Filipino chef and television presenter (born 1954)

Pablo Logro, also known as Boy Logro or Chef Boy (born June 29, 1954), is a Filipino celebrity chef known for his cooking shows, Idol sa Kusina and Chef Boy Logro: Kusina Master.

==Early and personal life==
Pablo Logro was born into a fishing family in Davao City in the Philippines; he is the second son of eight children.

Logro first worked in Cagayan de Oro for 2 years, before becoming a member of the service crew of several Jollibee restaurants in Manila. He later became a sous chef at Qaboos bin Said al Said's Al Alam Palace which took him to international trips, in turn exposing Logro to international cuisines. He was also able to complete culinary training in Italy, Switzerland, Spain and the United Kingdom.

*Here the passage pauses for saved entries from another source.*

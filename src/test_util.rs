//! Shared helpers for database-backed tests

use crate::storage::Database;
use crate::types::{Fixture, FixtureStatus, TeamComputedStat};
use chrono::{DateTime, TimeZone, Utc};
use rust_decimal::Decimal;
use tempfile::TempDir;

/// A file-backed SQLite database in a temp dir. Kept on a file so every
/// pooled connection sees the same data.
pub struct TestDb {
    pub db: Database,
    _dir: TempDir,
}

pub async fn test_db() -> TestDb {
    let dir = TempDir::new().expect("tempdir");
    let path = dir.path().join("test.db");
    let db = Database::connect(&format!("sqlite://{}", path.display()))
        .await
        .expect("connect test db");
    TestDb { db, _dir: dir }
}

pub fn kickoff(year: i32, month: u32, day: u32) -> DateTime<Utc> {
    Utc.with_ymd_and_hms(year, month, day, 15, 0, 0).unwrap()
}

/// A finished fixture with the given score and no bookmaker odds.
pub fn finished_fixture(id: i64, home_score: i32, away_score: i32) -> Fixture {
    Fixture {
        id,
        league_id: 39,
        season: 2024,
        home_team_id: 100 + id,
        away_team_id: 200 + id,
        home_team: format!("Home {id}"),
        away_team: format!("Away {id}"),
        kickoff: kickoff(2024, 3, (id % 27 + 1) as u32),
        status: FixtureStatus::Finished,
        home_score: Some(home_score),
        away_score: Some(away_score),
        home_odds: None,
        draw_odds: None,
        away_odds: None,
    }
}

/// An upcoming fixture kicking off in the near future.
pub fn upcoming_fixture(id: i64) -> Fixture {
    Fixture {
        id,
        league_id: 39,
        season: 2025,
        home_team_id: 100 + id,
        away_team_id: 200 + id,
        home_team: format!("Home {id}"),
        away_team: format!("Away {id}"),
        kickoff: Utc::now() + chrono::Duration::hours(6),
        status: FixtureStatus::Scheduled,
        home_score: None,
        away_score: None,
        home_odds: None,
        draw_odds: None,
        away_odds: None,
    }
}

pub fn team_stat(team_id: i64, season: i32, goals_avg: Decimal) -> TeamComputedStat {
    TeamComputedStat {
        team_id,
        season,
        goals_avg,
        conceded_avg: goals_avg / Decimal::TWO,
        clean_sheet_avg: Decimal::new(3, 1),
        form_avg: Decimal::new(18, 1),
        updated_at: Utc::now(),
    }
}
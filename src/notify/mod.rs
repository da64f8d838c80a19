//! Notification delivery
//!
//! `Notifier` is the transport seam; `TelegramNotifier` implements it over
//! the Bot API. `deliver_match_notification` is the full delivery path the
//! worker drives for one `send_notification` job: rate-limit acquire with
//! bounded retries, send, then record the result on the FilterMatch so an
//! already-sent notification is never resent.

pub mod rate_limit;

pub use rate_limit::RateLimiter;

use crate::config::RateLimitConfig;
use crate::error::{Error, Result};
use crate::scanner::NotifyArgs;
use crate::storage::FilterStore;
use async_trait::async_trait;
use serde_json::json;
use std::time::Duration;
use tracing::{info, warn};

/// Transport seam for one outgoing message.
#[cfg_attr(test, mockall::automock)]
#[async_trait]
pub trait Notifier: Send + Sync {
    async fn deliver(&self, chat_id: &str, text: &str) -> Result<()>;
}

/// Telegram Bot API notifier. Disabled instances swallow sends with a log
/// line so the rest of the pipeline behaves identically without a token.
pub struct TelegramNotifier {
    http: reqwest::Client,
    bot_token: Option<String>,
}

impl TelegramNotifier {
    pub fn new(bot_token: String) -> Self {
        Self {
            http: reqwest::Client::new(),
            bot_token: Some(bot_token),
        }
    }

    pub fn disabled() -> Self {
        Self {
            http: reqwest::Client::new(),
            bot_token: None,
        }
    }
}

#[async_trait]
impl Notifier for TelegramNotifier {
    async fn deliver(&self, chat_id: &str, text: &str) -> Result<()> {
        let Some(token) = &self.bot_token else {
            info!(chat_id, "telegram disabled, dropping notification");
            return Ok(());
        };
        let url = format!("https://api.telegram.org/bot{token}/sendMessage");
        let response = self
            .http
            .post(&url)
            .json(&json!({
                "chat_id": chat_id,
                "text": text,
                "parse_mode": "HTML",
            }))
            .send()
            .await?;
        if !response.status().is_success() {
            let status = response.status();
            let body = response.text().await.unwrap_or_default();
            return Err(Error::Delivery(format!(
                "telegram returned {status}: {body}"
            )));
        }
        Ok(())
    }
}

/// Message body for one filter match alert.
pub fn format_match_message(args: &NotifyArgs) -> String {
    format!(
        "⚽ <b>{}</b> matched fixture #{}\nOpen your dashboard for details.",
        args.filter_name, args.fixture_id
    )
}

/// Deliver one match notification end to end.
///
/// The rate-limit acquire is retried a bounded number of times with a fixed
/// delay; running out of retries fails this attempt (the job runner owns any
/// larger backoff). Success and failure are both recorded on the match row.
pub async fn deliver_match_notification(
    filters: &dyn FilterStore,
    notifier: &dyn Notifier,
    limiter: &RateLimiter,
    config: &RateLimitConfig,
    args: &NotifyArgs,
) -> Result<()> {
    let record = filters.get_match(args.match_id).await?;
    if record.notification_sent {
        info!(match_id = args.match_id, "notification already sent, skipping");
        return Ok(());
    }

    let mut acquired = false;
    for attempt in 0..config.acquire_attempts {
        if limiter.acquire().await? {
            acquired = true;
            break;
        }
        if attempt + 1 < config.acquire_attempts {
            tokio::time::sleep(Duration::from_millis(config.acquire_delay_ms)).await;
        }
    }
    if !acquired {
        let err = Error::RateLimited {
            attempts: config.acquire_attempts,
        };
        filters
            .record_match_error(args.match_id, &err.to_string())
            .await?;
        return Err(err);
    }

    match notifier
        .deliver(&args.chat_id, &format_match_message(args))
        .await
    {
        Ok(()) => {
            filters.mark_match_notified(args.match_id).await?;
            info!(match_id = args.match_id, "notification delivered");
            Ok(())
        }
        Err(e) => {
            warn!(match_id = args.match_id, error = %e, "notification delivery failed");
            filters
                .record_match_error(args.match_id, &e.to_string())
                .await?;
            Err(e)
        }
    }
}
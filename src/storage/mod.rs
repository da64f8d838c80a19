//! SQLite persistence
//!
//! `Database` wraps a `SqlitePool`, creates the schema on connect, and
//! implements the store seams the engines depend on. The
//! `UNIQUE (filter_id, fixture_id)` index on filter_matches is what actually
//! carries the notification-dedup invariant; the coordinator's pre-checks
//! only save work, they do not provide correctness.
//!
//! Queries are runtime-built (`sqlx::query` / `query_as` with `FromRow`
//! rows), no compile-time macros. Decimal values are stored as TEXT where
//! exact round-tripping matters (stakes, metrics) and as REAL where the
//! ingest feed owns them (odds, averages).


use crate::compiler::{BindValue, FixtureQuery, FixtureStore, OrderBy};
use crate::error::{Error, Result};
use crate::types::{
    AlertUser, BacktestJob, BacktestResult, BetResult, BetType, Condition, Filter, FilterMatch,
    Fixture, FixtureStatus, JobStatus, TeamComputedStat,
};
use async_trait::async_trait;
use chrono::{DateTime, Utc};
use parking_lot::RwLock;
use rust_decimal::prelude::*;
use rust_decimal::Decimal;
use sqlx::sqlite::{SqliteConnectOptions, SqlitePoolOptions};
use sqlx::{QueryBuilder, Row, SqlitePool};
use std::collections::HashMap;
use std::str::FromStr;
use uuid::Uuid;

mod schema;

/// Filter/match/job read-write store.
#[async_trait]
pub trait FilterStore: Send + Sync {
    async fn create_filter(
        &self,
        owner_id: i64,
        name: &str,
        conditions: &[Condition],
        alerts_enabled: bool,
    ) -> Result<Filter>;
    async fn get_filter(&self, id: i64) -> Result<Filter>;
    /// Users with a verified channel and at least one active, alert-enabled
    /// filter.
    async fn list_alert_users(&self) -> Result<Vec<AlertUser>>;
    async fn active_alert_filters(&self, owner_id: i64) -> Result<Vec<Filter>>;

    async fn match_exists(&self, filter_id: i64, fixture_id: i64) -> Result<bool>;
    /// Insert-if-absent; `None` means the unique index already held a row
    /// for this (filter, fixture) pair.
    async fn insert_match_if_absent(
        &self,
        filter_id: i64,
        fixture_id: i64,
    ) -> Result<Option<FilterMatch>>;
    async fn get_match(&self, id: i64) -> Result<FilterMatch>;
    async fn mark_match_notified(&self, match_id: i64) -> Result<()>;
    async fn record_match_error(&self, match_id: i64, error: &str) -> Result<()>;

    async fn get_backtest_result(
        &self,
        filter_id: i64,
        bet_type: BetType,
        season_key: &str,
    ) -> Result<Option<BacktestResult>>;
    /// Delete-then-insert by cache key. Concurrent writers of the same key
    /// race last-writer-wins; accepted, not serializable.
    async fn replace_backtest_result(&self, result: &BacktestResult) -> Result<()>;

    async fn create_backtest_job(&self, job: &BacktestJob) -> Result<()>;
    async fn get_backtest_job(&self, id: Uuid) -> Result<BacktestJob>;
    /// Forward-only status/progress update, committed immediately so a crash
    /// leaves an inspectable intermediate state.
    async fn transition_job(&self, id: Uuid, status: JobStatus, progress: u8) -> Result<()>;
    async fn complete_job(&self, id: Uuid, result: &serde_json::Value) -> Result<()>;
    async fn fail_job(&self, id: Uuid, error: &str) -> Result<()>;
    async fn cancel_job(&self, id: Uuid) -> Result<()>;
}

Logro became an executive chef at the Manila Diamond Hotel. His Favorite lines in cooking are Ping, ping, ping! and Yum, yum, yum!.

==Career==
Logro was first known as being a presenter of the daytime cooking show Chef Boy Logro: Kusina Master. Logro owns the Chef Logro's Institute of Culinary and Kitchen Services.

In 2013, Logro appeared in the film The Fighting Chefs, marking his first action film role.

Logro also hosted another cooking show Idol sa Kusina which airs on Channel 27, GMA News TV (now GTV).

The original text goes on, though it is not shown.